Di saat yang hampir bersamaan, Toeti mendapat tawaran membeli mobil baru dari perusahaan keluarga Biro Oktroi Roosseno yang didirikannya. Kebetulan pagu yang ditawarkan perusahaan sama dengan uang yang harus dikeluarkan guna membeli seluruh lukisan Salim, yakni Rp137 juta. “Saya kemudian minta mentahnya saja,” ujarnya. Tapi untuk itu ada syarat yang mesti dipenuhi: karya bisa dibeli jika untuk kepentingan umum. Akhirnya Toeti pun mengerek Galeri Cemara 6 pada 1993.

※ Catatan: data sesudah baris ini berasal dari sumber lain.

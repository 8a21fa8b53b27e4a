//! Recursive synthesis of formula trees from oracle output.
//!
//! For a target subset `S` the ideal oracle returns a basis `g_1..g_k` whose
//! OR is the indicator of `S`. Each `g_j` is split into irreducible factors
//! and the factors are ANDed, giving a sum-of-products over factors.
//!
//! A factor `h` of degree two or more can itself be synthesized: its zero set
//! is the target of a recursive call with flipped [`Polarity`]. Under negative
//! polarity every literal is negated and the roles of AND and OR swap (De
//! Morgan), so the recursive call returns a formula for `h` itself. The
//! recursive result replaces the literal form of `h` only when it is strictly
//! smaller.
//!
//! The search is bounded twice: by a depth limit, past which every factor is
//! kept as a literal, and by a size budget. A call whose basis alone is larger
//! than its budget gives up and reports `None`; the caller then keeps the
//! literal. A recursive call on `h` gets twice the literal size of `h` as
//! budget.

use log::debug;

use crate::anf::Polynomial;
use crate::error::Error;
use crate::factor::Factor;
use crate::formula::Formula;
use crate::oracle::{FactorOracle, IdealOracle};
use crate::stats::RunStatistics;
use crate::types::{Point, Var};

/// Depth past which factors are no longer decomposed.
pub const MAX_DEPTH: usize = 5;

#[derive(Debug, Copy, Clone)]
pub struct SynthConfig {
    /// Factors found at a depth greater than this are kept as literals.
    pub max_depth: usize,
    /// Size budget of the top-level call.
    pub initial_budget: usize,
}

impl Default for SynthConfig {
    fn default() -> Self {
        SynthConfig {
            max_depth: MAX_DEPTH,
            initial_budget: usize::MAX,
        }
    }
}

/// Whether a call synthesizes the indicator of its target or its complement.
#[derive(Debug, Copy, Clone, Eq, PartialEq)]
pub enum Polarity {
    Positive,
    Negative,
}

impl Polarity {
    pub fn flip(self) -> Self {
        match self {
            Polarity::Positive => Polarity::Negative,
            Polarity::Negative => Polarity::Positive,
        }
    }

    pub fn is_negative(self) -> bool {
        self == Polarity::Negative
    }

    /// Combines the factors of one basis element.
    fn product(self, literals: Vec<Formula>) -> Formula {
        match self {
            Polarity::Positive => Formula::and(literals),
            Polarity::Negative => Formula::or(literals),
        }
    }

    /// Combines the per-element products.
    fn sum(self, terms: Vec<Formula>) -> Formula {
        match self {
            Polarity::Positive => Formula::or(terms),
            Polarity::Negative => Formula::and(terms),
        }
    }
}

pub struct Synthesizer<I, F> {
    ideal: I,
    factorizer: F,
    config: SynthConfig,
}

impl<I: IdealOracle, F: FactorOracle> Synthesizer<I, F> {
    pub fn new(ideal: I, factorizer: F, config: SynthConfig) -> Self {
        Synthesizer {
            ideal,
            factorizer,
            config,
        }
    }

    /// Top-level synthesis with the configured budget.
    ///
    /// With [`Polarity::Positive`] the result is one exactly on `target`;
    /// with [`Polarity::Negative`] it is one exactly off `target`.
    pub fn synthesize_function(
        &mut self,
        vars: &[Var],
        target: &[Point],
        polarity: Polarity,
        stats: &mut RunStatistics,
    ) -> Result<Formula, Error> {
        let budget = self.config.initial_budget;
        self.synthesize(vars, target, polarity, 0, budget, stats)?
            .ok_or(Error::BudgetExhausted { budget })
    }

    /// One step of the search. Returns `Ok(None)` when the basis exceeds the
    /// size budget.
    pub fn synthesize(
        &mut self,
        vars: &[Var],
        target: &[Point],
        polarity: Polarity,
        depth: usize,
        budget: usize,
        stats: &mut RunStatistics,
    ) -> Result<Option<Formula>, Error> {
        if target.is_empty() {
            return Ok(Some(polarity.sum(Vec::new())));
        }

        stats.ideal_calls += 1;
        let basis = self.ideal.basis(vars, target, stats)?;
        let basis_size: usize = basis.iter().map(Polynomial::tree_size).sum();
        if basis_size > budget {
            debug!("{} basis size {} exceeds budget {}", "-".repeat(depth), basis_size, budget);
            return Ok(None);
        }

        let mut terms = Vec::with_capacity(basis.len());
        for element in basis.iter() {
            stats.factor_calls += 1;
            let factors = self.factorizer.factor(element, stats)?;
            let mut literals = Vec::with_capacity(factors.len());
            for factor in factors.iter() {
                debug!("{} {}", "-".repeat(depth), factor.poly);
                literals.push(self.synthesize_factor(factor, polarity, depth, stats)?);
            }
            terms.push(polarity.product(literals));
        }
        Ok(Some(polarity.sum(terms)))
    }

    fn synthesize_factor(
        &mut self,
        factor: &Factor,
        polarity: Polarity,
        depth: usize,
        stats: &mut RunStatistics,
    ) -> Result<Formula, Error> {
        if factor.degree <= 1 || depth > self.config.max_depth {
            return literal(factor, polarity);
        }

        let literal_size = factor.poly.tree_size();
        let complement = &factor.poly + &Polynomial::one();
        let (sub_vars, sub_target) = sample(&complement);
        let sub = self.synthesize(
            &sub_vars,
            &sub_target,
            polarity.flip(),
            depth + 1,
            literal_size.saturating_mul(2),
            stats,
        )?;

        match sub {
            Some(formula) if formula.size() < literal_size => {
                debug!("{} decomposed: {} < {}", "-".repeat(depth), formula.size(), literal_size);
                Ok(formula)
            }
            _ => literal(factor, polarity),
        }
    }
}

/// The factor as an XOR-of-ANDs literal, negated under negative polarity.
fn literal(factor: &Factor, polarity: Polarity) -> Result<Formula, Error> {
    let formula = factor.poly.to_formula()?;
    if polarity.is_negative() {
        Ok(Formula::not(formula))
    } else {
        Ok(formula)
    }
}

/// The points, over the variables of `p`, where `p` is one.
///
/// Bit `j` of each returned point is the value of the `j`-th returned
/// variable.
pub fn sample(p: &Polynomial) -> (Vec<Var>, Vec<Point>) {
    let vars = p.variables();
    let k = vars.len();
    let points = Point::all(k)
        .filter(|local| {
            let assignment = vars
                .iter()
                .enumerate()
                .filter(|&(j, _)| local.get(j))
                .fold(0u64, |acc, (_, v)| acc | v.mask());
            p.evaluate(assignment)
        })
        .collect();
    (vars, points)
}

Atmosfer rumahan membuat museum bercorak semi-Mediterania ini terasa intim dan akrab. Di antara barisan bingkai, kita mendapati pernak-pernik pemilik rumah. Jika mendambakan suguhan yang lebih aktual, pengunjung bisa melihat pameran di Galeri Cemara 6. Tempat ini meninggalkan banyak catatan dalam sejarah politik nasional. Di ujung kekuasaan Orde Baru, halaman tengah galeri aktif menyuguhkan teater, pembacaan puisi, hingga rapat gelap demonstran. Toeti juga menggelar rapat pendirian PAN dan Suara Ibu Peduli di sini.

Tontonan lain di Cemara 6 adalah kamar tidur Raden Ayu Oentari dan ruang Roosseno. Kedua orang tua Toeti merupakan sahabat dekat mendiang Presiden Soekarno. Roosseno, seorang pakar teknik beton terapan, sempat tiga kali menjadi menteri di zaman Soekarno. Di tengah ruangan ada maket Candi Borobudur. Bersama UNESCO, Roosseno terlibat merestorasi candi itu.

Berpaling ke kamar tidur RA Oentari, kita disuguhi lemari, kursi, sejumlah foto keluarga, juga sebuah lukisan potret diri RA Oentari karya Basoeki Abdullah. “Museum ini ke depannya bisa menjadi sejarah keluarga,” ujar Toeti. Museum ini juga dilengkapi tiga kamar berkonsep homestay yang artistik dengan tarif Rp300 ribu per malam. “Setiap bangun tidur, hati saya tenang karena rumah saya semakin tertata baik,” tambahnya.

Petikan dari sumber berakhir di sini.